In other news, in the three week birth control period, I got a call from the fertility clinic saying that Tim and I needed to attend an IVF informational meeting one evening. So we arranged to have Anna stay the night at Grandma's so we could have a nice hot date learning about IVF in detail. The meeting was actually very informative and I felt like it gave Tim and I a lot of information to talk about, and what to look forward, too. I feel like it prepared me to go through IVF mentally. I mean, it's not too much more than what I'm doing now (as far as meds), but it also looks like it's going to be quite a bit more emotionally involved. I've definitely comes to terms with going the IVF route, and I think it helped get Tim a bit closer to my side, too.
Thursday, October 6
My first scan after the injections wasn't very informative. It showed that follicles were growing on each side, but neither side had a dominate or large follicle just yet. They asked me to come back on Friday, where our results were pretty similar. I had 2-3 follicles (some on each side!!) measuring about 12mm, and they need to be 18-20mm to be considered mature and ready for ovulation. I was told to come back the following Monday.
I went in on Monday for another ultrasound and they always look at the right ovary first. There was a large follicle measuring about 17mm on the right side, and one a little bit smaller. The tech remarked how I looked like I was almost ready to trigger, but I was a little frustrated because my follicle was on the right again. Then she went over to the left side and there were two big follicles!!! It's the first time since May that I've produced a mature-sized follicle on my left side! One was measuring 17mm and the other was just a bit smaller. I was so excited - we finally had our chance!! When she was done, the tech went to get a nurse to discuss next steps. The nurse told me to trigger Wednesday night for an IUI on Thursday at 10am.
Here I am, Thursday afternoon, relaxing at home after the IUI this morning. The last couple days and this morning I've been feeling a dull pain/cramping/discomfort in my ovary area, so I'm hoping that's a good sign that my body is preparing itself properly. My hopes are so high for this cycle! It's the first time I've ovulated from my left side, and when we were trying with Anna, each time we did an IUI with a follicle on the left it worked (one did for a couple days, and the other full term), so I'm this will be just what we need...we'll find out in two weeks.
Friday, October 14th
I'm 8 days past my IUI and I am driving myself CRAZY symptom spotting every little feeling! The day of and the day after the IUI, I felt more bloated/crampy/uncomfortable than I remember with previous IUIs. I asked the fertility doctor about it right before the procedure, but he said that it was just my body's way of preparing itself.

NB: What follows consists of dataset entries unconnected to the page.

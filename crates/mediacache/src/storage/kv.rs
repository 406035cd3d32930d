//! # Key-Value Persistence
//!
//! The persistence substrate used for the resource index and for paused
//! transfer blobs. Only the read/write contract matters to the engine; two
//! backends are provided: a process-local map and a directory of JSON records.

use std::collections::HashMap;
use std::path::{Path, PathBuf};

use async_trait::async_trait;
use parking_lot::Mutex;
use serde::{Deserialize, Serialize};
use sha2::{Digest, Sha256};
use tokio::fs;
use tokio::io;
use tracing::{debug, warn};

use crate::error::Result;

/// A key-value store holding opaque byte values.
#[async_trait]
pub trait KeyValueStore: Send + Sync {
    async fn get(&self, key: &str) -> Result<Option<Vec<u8>>>;

    async fn set(&self, key: &str, value: &[u8]) -> Result<()>;

    /// Remove a key. Removing a missing key is not an error.
    async fn remove(&self, key: &str) -> Result<()>;

    /// All keys starting with `prefix`
    async fn keys(&self, prefix: &str) -> Result<Vec<String>>;
}

/// In-memory store, mostly useful for tests and ephemeral caches
#[derive(Debug, Default)]
pub struct MemoryKvStore {
    entries: Mutex<HashMap<String, Vec<u8>>>,
}

impl MemoryKvStore {
    pub fn new() -> Self {
        Self::default()
    }
}

#[async_trait]
impl KeyValueStore for MemoryKvStore {
    async fn get(&self, key: &str) -> Result<Option<Vec<u8>>> {
        Ok(self.entries.lock().get(key).cloned())
    }

    async fn set(&self, key: &str, value: &[u8]) -> Result<()> {
        self.entries.lock().insert(key.to_string(), value.to_vec());
        Ok(())
    }

    async fn remove(&self, key: &str) -> Result<()> {
        self.entries.lock().remove(key);
        Ok(())
    }

    async fn keys(&self, prefix: &str) -> Result<Vec<String>> {
        Ok(self
            .entries
            .lock()
            .keys()
            .filter(|k| k.starts_with(prefix))
            .cloned()
            .collect())
    }
}

#[derive(Serialize, Deserialize)]
struct KvRecord {
    key: String,
    value: String,
}

/// File-backed store: one JSON record per key in a single directory.
///
/// Writes go to a temporary file and are renamed into place, so a killed
/// process never leaves a half-written record behind.
#[derive(Debug)]
pub struct FileKvStore {
    dir: PathBuf,
    // Serializes writers; readers only see fully renamed files.
    write_lock: tokio::sync::Mutex<()>,
}

impl FileKvStore {
    /// Open the store, creating its directory if needed
    pub async fn open(dir: impl Into<PathBuf>) -> Result<Self> {
        let dir = dir.into();
        fs::create_dir_all(&dir).await?;
        Ok(Self {
            dir,
            write_lock: tokio::sync::Mutex::new(()),
        })
    }

    pub fn dir(&self) -> &Path {
        &self.dir
    }

    fn record_path(&self, key: &str) -> PathBuf {
        let hash = Sha256::digest(key.as_bytes());
        self.dir.join(format!("{hash:x}.json"))
    }

    async fn read_record(path: &Path) -> io::Result<Option<KvRecord>> {
        let bytes = match fs::read(path).await {
            Ok(bytes) => bytes,
            Err(e) if e.kind() == io::ErrorKind::NotFound => return Ok(None),
            Err(e) => return Err(e),
        };
        match serde_json::from_slice::<KvRecord>(&bytes) {
            Ok(record) => Ok(Some(record)),
            Err(e) => {
                warn!(path = ?path, error = %e, "Discarding unreadable key-value record");
                let _ = fs::remove_file(path).await;
                Ok(None)
            }
        }
    }
}

#[async_trait]
impl KeyValueStore for FileKvStore {
    async fn get(&self, key: &str) -> Result<Option<Vec<u8>>> {
        let path = self.record_path(key);
        let Some(record) = Self::read_record(&path).await? else {
            return Ok(None);
        };
        match hex::decode(&record.value) {
            Ok(value) => Ok(Some(value)),
            Err(e) => {
                warn!(key = %key, error = %e, "Stored value is not valid hex");
                Ok(None)
            }
        }
    }

    async fn set(&self, key: &str, value: &[u8]) -> Result<()> {
        let record = KvRecord {
            key: key.to_string(),
            value: hex::encode(value),
        };
        let json = serde_json::to_vec(&record)?;
        let path = self.record_path(key);
        let temp_path = path.with_extension("tmp");

        let _guard = self.write_lock.lock().await;
        fs::write(&temp_path, &json).await?;
        if let Err(e) = fs::rename(&temp_path, &path).await {
            warn!(from = ?temp_path, to = ?path, error = %e, "Failed to rename key-value record");
            let _ = fs::remove_file(&temp_path).await;
            return Err(e.into());
        }
        debug!(key = %key, bytes = value.len(), "Persisted key-value record");
        Ok(())
    }

    async fn remove(&self, key: &str) -> Result<()> {
        let _guard = self.write_lock.lock().await;
        match fs::remove_file(self.record_path(key)).await {
            Ok(()) => Ok(()),
            Err(e) if e.kind() == io::ErrorKind::NotFound => Ok(()),
            Err(e) => Err(e.into()),
        }
    }

    async fn keys(&self, prefix: &str) -> Result<Vec<String>> {
        let mut keys = Vec::new();
        let mut entries = fs::read_dir(&self.dir).await?;
        while let Some(entry) = entries.next_entry().await? {
            let path = entry.path();
            if path.extension().and_then(|e| e.to_str()) != Some("json") {
                continue;
            }
            match Self::read_record(&path).await? {
                Some(record) if record.key.starts_with(prefix) => keys.push(record.key),
                _ => {}
            }
        }
        Ok(keys)
    }
}
impl DownloadCoordinator {
    pub fn new(
        transport: Arc<dyn Transport>,
        transform: Arc<dyn ResourceTransform>,
        files: Arc<FileStore>,
        index: Arc<ResourceIndex>,
        memory: Arc<TieredMemoryCache<Bytes>>,
        kv: Arc<dyn KeyValueStore>,
    ) -> Self {
        Self {
            inner: Arc::new(CoordinatorInner {
                tasks: Mutex::new(HashMap::new()),
                transport,
                transform,
                files,
                index,
                memory,
                kv,
            }),
        }
    }

    /// The active task for `url`, if any
    pub fn task(&self, url: &Url) -> Option<Arc<DownloadTask>> {
        self.inner.tasks.lock().get(url.as_str()).cloned()
    }

    pub fn state(&self, url: &Url) -> Option<DownloadState> {
        self.task(url).map(|task| task.state())
    }

    /// Fraction of the active transfer already written; `None` if there is
    /// no task or its total length is unknown
    pub fn progress(&self, url: &Url) -> Option<f64> {
        self.task(url).and_then(|task| task.progress())
    }

    pub fn active_count(&self) -> usize {
        self.inner.tasks.lock().len()
    }

    /// Persisted resume state of `url`, if a paused transfer left one
    pub async fn resume_record(&self, url: &Url) -> Option<ResumeRecord> {
        self.inner.load_record(url).await
    }

    /// Snapshot of every active task
    pub fn tasks(&self) -> Vec<Arc<DownloadTask>> {
        self.inner.tasks.lock().values().cloned().collect()
    }

    /// Cancel every active or paused transfer, optionally only those of `kind`.
    ///
    /// Returns how many were cancelled.
    pub async fn cancel_all(&self, kind: Option<ResourceKind>) -> usize {
        let matches = |k: ResourceKind| kind.is_none_or(|wanted| wanted == k);

        let mut urls: Vec<Url> = self
            .tasks()
            .into_iter()
            .filter(|task| matches(task.request().kind))
            .map(|task| task.url().clone())
            .collect();

        match self.inner.kv.keys(RESUME_PREFIX).await {
            Ok(keys) => {
                for key in keys {
                    let Some(record) = self.inner.load_record_by_key(&key).await else {
                        continue;
                    };
                    if !matches(record.kind) {
                        continue;
                    }
                    match Url::parse(&record.url) {
                        Ok(url) => urls.push(url),
                        Err(e) => warn!(key, error = %e, "Resume record holds an invalid URL"),
                    }
                }
            }
            Err(e) => warn!(error = %e, "Failed to list resume records"),
        }

        urls.sort();
        urls.dedup();

        let mut cancelled = 0;
        for url in urls {
            if self.cancel(&url).await {
                cancelled += 1;
            }
        }
        cancelled
    }

    /// Start or join the download of `request.url`.
    ///
    /// An existing task gains a subscriber and is resumed if paused. A
    /// resource that is already cached completes immediately without a task.
    #[instrument(skip(self), fields(url = %request.url), level = "debug")]
    pub async fn start(&self, request: DownloadRequest) -> Result<DownloadSubscription> {
        if let Some(task) = self.task(&request.url) {
            return self.attach(task).await;
        }

        if let Some(event) = self.inner.cached_completion(&request).await {
            debug!(url = %request.url, "Already cached");
            let (tx, subscription) = DownloadSubscription::new(request.url.clone());
            let _ = tx.send(event);
            return Ok(subscription);
        }

        let record = self.inner.load_record(&request.url).await;
        let slot = self.inner.get_or_insert(request, true);
        match slot {
            Slot::Existing(task) => self.attach(task).await,
            Slot::Created(task, subscription) => {
                if let Some(record) = record {
                    restore_record(&task, record);
                }
                self.inner.spawn(&task);
                subscription.ok_or(CacheError::Cancelled)
            }
        }
    }

    async fn attach(&self, task: Arc<DownloadTask>) -> Result<DownloadSubscription> {
        let subscription = task.subscribe();
        if task.state() == DownloadState::Paused {
            self.resume(task.url()).await?;
        }
        Ok(subscription)
    }

    /// Stop the transfer of `url` keeping what was written so far.
    ///
    /// Returns once the transfer loop has stopped and the resume state is
    /// persisted.
    #[instrument(skip(self), fields(url = %url), level = "debug")]
    pub async fn pause(&self, url: &Url) -> Result<()> {
        let task = self
            .task(url)
            .ok_or_else(|| CacheError::NotFound(url.to_string()))?;

        let handle = {
            let mut inner = task.lock();
            if inner.state != DownloadState::Downloading {
                return Ok(());
            }
            inner.stop = Some(StopReason::Pause);
            if let Some(cancel) = &inner.cancel {
                cancel.cancel();
            }
            inner.handle.take()
        };

        if let Some(handle) = handle {
            if let Err(e) = handle.await {
                error!(url = %url, error = %e, "Transfer task panicked while pausing");
            }
        }
        Ok(())
    }

    /// Continue a paused transfer, from its resume token when there is one.
    ///
    /// A paused transfer from an earlier process is rebuilt from its
    /// persisted record.
    #[instrument(skip(self), fields(url = %url), level = "debug")]
    pub async fn resume(&self, url: &Url) -> Result<()> {
        let task = match self.task(url) {
            Some(task) => task,
            None => {
                let record = self
                    .inner
                    .load_record(url)
                    .await
                    .ok_or_else(|| CacheError::NotFound(url.to_string()))?;
                let request = DownloadRequest::new(url.clone(), record.kind, record.tier);
                match self.inner.get_or_insert(request, false) {
                    Slot::Existing(task) => task,
                    Slot::Created(task, _) => {
                        restore_record(&task, record);
                        task
                    }
                }
            }
        };

        self.inner.spawn(&task);
        Ok(())
    }

    /// Terminate the transfer of `url` and drop everything it wrote.
    ///
    /// Subscribers are released without a completion event. Returns whether
    /// there was anything to cancel.
    #[instrument(skip(self), fields(url = %url), level = "debug")]
    pub async fn cancel(&self, url: &Url) -> bool {
        let task = self.inner.tasks.lock().remove(url.as_str());
        let record = self.inner.load_record(url).await;
        if record.is_some() {
            self.inner.remove_record(url).await;
        }

        let mut kind = record.as_ref().map(|r| r.kind);
        if let Some(task) = &task {
            kind = Some(task.request().kind);
            let handle = {
                let mut inner = task.lock();
                inner.stop = Some(StopReason::Cancel);
                inner.state = DownloadState::Cancelled;
                inner.drop_subscribers();
                if let Some(cancel) = inner.cancel.take() {
                    cancel.cancel();
                }
                inner.handle.take()
            };
            if let Some(handle) = handle {
                if let Err(e) = handle.await {
                    error!(url = %url, error = %e, "Transfer task panicked while cancelling");
                }
            }
            task.stream().fail(CacheError::Cancelled);
        }

        match kind {
            Some(kind) => self.inner.files.delete_temp(url, kind).await,
            None => {
                remove_quietly(&self.inner.files.part_path(url)).await;
            }
        }

        let cancelled = task.is_some() || record.is_some();
        if cancelled {
            info!(url = %url, "Download cancelled");
        }
        cancelled
    }
}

Just days after, I was feeling some discomfort towards the middle-left side of my uterus. I was feeling some tight, pulling pains, kind of like round ligament pains. This Wednesday morning I noticed my boobs were feeling slightly sore near my armpit area. The sensation increased a bit yesterday and today...even sometimes getting that feeling right before having a let-down when nursing (obviously I'm won't, but I haven't felt that in a long time!). The soreness has even moved just the sides to towards the top, as well. After talking about all of my weird feelings with a couple good friends, I couldn't wait any longer and took a pregnancy test this afternoon. I really didn't think it would show anything because it's still so early, but I just had to try. Of course it was negative, but I'm not feeling disappointed. In fact, I just placed an order for 20 test strips that should be here by Monday or Tuesday! :)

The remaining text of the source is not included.